Print each entry below precisely as shown.
#### Provided data ####
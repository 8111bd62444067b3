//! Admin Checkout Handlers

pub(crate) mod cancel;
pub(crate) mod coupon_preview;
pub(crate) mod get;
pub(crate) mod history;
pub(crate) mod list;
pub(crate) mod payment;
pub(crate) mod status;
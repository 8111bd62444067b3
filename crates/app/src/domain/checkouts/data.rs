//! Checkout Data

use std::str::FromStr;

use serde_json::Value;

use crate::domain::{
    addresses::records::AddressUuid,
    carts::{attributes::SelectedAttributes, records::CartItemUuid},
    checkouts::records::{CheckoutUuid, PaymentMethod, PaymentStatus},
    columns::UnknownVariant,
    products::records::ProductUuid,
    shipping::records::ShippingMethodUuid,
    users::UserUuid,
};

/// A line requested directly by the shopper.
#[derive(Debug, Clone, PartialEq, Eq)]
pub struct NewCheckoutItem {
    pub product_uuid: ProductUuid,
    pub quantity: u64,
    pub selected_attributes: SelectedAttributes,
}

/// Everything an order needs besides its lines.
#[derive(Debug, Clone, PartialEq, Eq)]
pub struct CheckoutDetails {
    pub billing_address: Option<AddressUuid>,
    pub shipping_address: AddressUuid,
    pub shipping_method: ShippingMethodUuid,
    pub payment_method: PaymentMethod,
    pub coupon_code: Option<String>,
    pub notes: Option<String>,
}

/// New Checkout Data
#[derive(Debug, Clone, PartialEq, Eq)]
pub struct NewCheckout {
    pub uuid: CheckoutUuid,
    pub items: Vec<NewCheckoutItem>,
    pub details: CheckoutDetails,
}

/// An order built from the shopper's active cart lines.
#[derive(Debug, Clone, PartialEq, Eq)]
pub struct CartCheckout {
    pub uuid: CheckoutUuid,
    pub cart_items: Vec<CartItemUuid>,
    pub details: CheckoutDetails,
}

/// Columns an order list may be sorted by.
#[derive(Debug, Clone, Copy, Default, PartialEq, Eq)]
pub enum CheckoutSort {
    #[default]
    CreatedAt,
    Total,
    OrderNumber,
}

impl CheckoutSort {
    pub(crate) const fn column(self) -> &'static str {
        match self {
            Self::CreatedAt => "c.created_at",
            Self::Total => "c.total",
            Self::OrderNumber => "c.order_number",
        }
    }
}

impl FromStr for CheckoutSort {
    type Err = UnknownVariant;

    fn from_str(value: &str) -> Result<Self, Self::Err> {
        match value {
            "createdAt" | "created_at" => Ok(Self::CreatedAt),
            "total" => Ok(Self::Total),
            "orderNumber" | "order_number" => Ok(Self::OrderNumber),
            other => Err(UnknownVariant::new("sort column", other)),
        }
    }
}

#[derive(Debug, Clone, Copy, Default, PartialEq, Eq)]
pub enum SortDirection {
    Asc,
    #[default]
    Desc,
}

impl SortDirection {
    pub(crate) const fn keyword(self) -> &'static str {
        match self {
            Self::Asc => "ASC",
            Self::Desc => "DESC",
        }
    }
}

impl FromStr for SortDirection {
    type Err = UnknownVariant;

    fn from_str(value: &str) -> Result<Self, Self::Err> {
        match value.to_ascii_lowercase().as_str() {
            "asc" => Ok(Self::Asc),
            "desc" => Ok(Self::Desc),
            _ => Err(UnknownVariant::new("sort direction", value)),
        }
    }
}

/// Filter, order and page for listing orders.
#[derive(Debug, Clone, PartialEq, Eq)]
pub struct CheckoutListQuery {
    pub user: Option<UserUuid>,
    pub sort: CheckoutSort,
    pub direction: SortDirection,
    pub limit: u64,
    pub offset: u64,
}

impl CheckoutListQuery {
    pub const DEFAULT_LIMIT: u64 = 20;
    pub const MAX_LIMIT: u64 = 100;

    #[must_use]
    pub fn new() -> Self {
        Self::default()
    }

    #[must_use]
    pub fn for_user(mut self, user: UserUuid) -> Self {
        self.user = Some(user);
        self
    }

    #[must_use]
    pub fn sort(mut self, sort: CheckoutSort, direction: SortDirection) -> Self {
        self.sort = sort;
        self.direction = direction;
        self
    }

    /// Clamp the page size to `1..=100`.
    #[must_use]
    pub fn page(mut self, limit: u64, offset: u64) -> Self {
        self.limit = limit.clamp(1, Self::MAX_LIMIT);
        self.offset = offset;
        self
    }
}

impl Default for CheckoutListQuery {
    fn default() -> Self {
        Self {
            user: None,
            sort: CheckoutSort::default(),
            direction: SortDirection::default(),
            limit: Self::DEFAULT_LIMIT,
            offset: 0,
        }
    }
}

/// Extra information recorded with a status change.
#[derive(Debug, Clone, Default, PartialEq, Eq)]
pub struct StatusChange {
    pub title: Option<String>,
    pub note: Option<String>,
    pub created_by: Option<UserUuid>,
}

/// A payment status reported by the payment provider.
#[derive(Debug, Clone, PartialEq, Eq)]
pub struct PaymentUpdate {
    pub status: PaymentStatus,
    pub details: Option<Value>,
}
####
Output for this task →
repository 8111bd62444067b3
//! Admin Checkout Handlers

pub(crate) mod cancel;
pub(crate) mod coupon_preview;
pub(crate) mod get;
pub(crate) mod history;
pub(crate) mod list;
pub(crate) mod payment;
pub(crate) mod status;
repository 8111bd62444067b3
filename crates/app/src/domain/checkouts/data.rs
//! Checkout Data

use std::str::FromStr;

use serde_json::Value;

use crate::domain::{
    addresses::records::AddressUuid,
    carts::{attributes::SelectedAttributes, records::CartItemUuid},
    checkouts::records::{CheckoutUuid, PaymentMethod, PaymentStatus},
    columns::UnknownVariant,
    products::records::ProductUuid,
    shipping::records::ShippingMethodUuid,
    users::UserUuid,
};

/// A line requested directly by the shopper.
#[derive(Debug, Clone, PartialEq, Eq)]
pub struct NewCheckoutItem {
    pub product_uuid: ProductUuid,
    pub quantity: u64,
    pub selected_attributes: SelectedAttributes,
}

/// Everything an order needs besides its lines.
#[derive(Debug, Clone, PartialEq, Eq)]
pub struct CheckoutDetails {
    pub billing_address: Option<AddressUuid>,
    pub shipping_address: AddressUuid,
    pub shipping_method: ShippingMethodUuid,
    pub payment_method: PaymentMethod,
    pub coupon_code: Option<String>,
    pub notes: Option<String>,
}

/// New Checkout Data
#[derive(Debug, Clone, PartialEq, Eq)]
pub struct NewCheckout {
    pub uuid: CheckoutUuid,
    pub items: Vec<NewCheckoutItem>,
    pub details: CheckoutDetails,
}

/// An order built from the shopper's active cart lines.
#[derive(Debug, Clone, PartialEq, Eq)]
pub struct CartCheckout {
    pub uuid: CheckoutUuid,
    pub cart_items: Vec<CartItemUuid>,
    pub details: CheckoutDetails,
}

/// Columns an order list may be sorted by.
#[derive(Debug, Clone, Copy, Default, PartialEq, Eq)]
pub enum CheckoutSort {
    #[default]
    CreatedAt,
    Total,
    OrderNumber,
}

impl CheckoutSort {
    pub(crate) const fn column(self) -> &'static str {
        match self {
            Self::CreatedAt => "c.created_at",
            Self::Total => "c.total",
            Self::OrderNumber => "c.order_number",
        }
    }
}

impl FromStr for CheckoutSort {
    type Err = UnknownVariant;

    fn from_str(value: &str) -> Result<Self, Self::Err> {
        match value {
            "createdAt" | "created_at" => Ok(Self::CreatedAt),
            "total" => Ok(Self::Total),
            "orderNumber" | "order_number" => Ok(Self::OrderNumber),
            other => Err(UnknownVariant::new("sort column", other)),
        }
    }
}

#[derive(Debug, Clone, Copy, Default, PartialEq, Eq)]
pub enum SortDirection {
    Asc,
    #[default]
    Desc,
}

impl SortDirection {
    pub(crate) const fn keyword(self) -> &'static str {
        match self {
            Self::Asc => "ASC",
            Self::Desc => "DESC",
        }
    }
}

impl FromStr for SortDirection {
    type Err = UnknownVariant;

    fn from_str(value: &str) -> Result<Self, Self::Err> {
        match value.to_ascii_lowercase().as_str() {
            "asc" => Ok(Self::Asc),
            "desc" => Ok(Self::Desc),
            _ => Err(UnknownVariant::new("sort direction", value)),
        }
    }
}

/// Filter, order and page for listing orders.
#[derive(Debug, Clone, PartialEq, Eq)]
pub struct CheckoutListQuery {
    pub user: Option<UserUuid>,
    pub sort: CheckoutSort,
    pub direction: SortDirection,
    pub limit: u64,
    pub offset: u64,
}

impl CheckoutListQuery {
    pub const DEFAULT_LIMIT: u64 = 20;
    pub const MAX_LIMIT: u64 = 100;

    #[must_use]
    pub fn new() -> Self {
        Self::default()
    }

    #[must_use]
    pub fn for_user(mut self, user: UserUuid) -> Self {
        self.user = Some(user);
        self
    }

    #[must_use]
    pub fn sort(mut self, sort: CheckoutSort, direction: SortDirection) -> Self {
        self.sort = sort;
        self.direction = direction;
        self
    }

    /// Clamp the page size to `1..=100`.
    #[must_use]
    pub fn page(mut self, limit: u64, offset: u64) -> Self {
        self.limit = limit.clamp(1, Self::MAX_LIMIT);
        self.offset = offset;
        self
    }
}

impl Default for CheckoutListQuery {
    fn default() -> Self {
        Self {
            user: None,
            sort: CheckoutSort::default(),
            direction: SortDirection::default(),
            limit: Self::DEFAULT_LIMIT,
            offset: 0,
        }
    }
}

/// Extra information recorded with a status change.
#[derive(Debug, Clone, Default, PartialEq, Eq)]
pub struct StatusChange {
    pub title: Option<String>,
    pub note: Option<String>,
    pub created_by: Option<UserUuid>,
}

/// A payment status reported by the payment provider.
#[derive(Debug, Clone, PartialEq, Eq)]
pub struct PaymentUpdate {
    pub status: PaymentStatus,
    pub details: Option<Value>,
}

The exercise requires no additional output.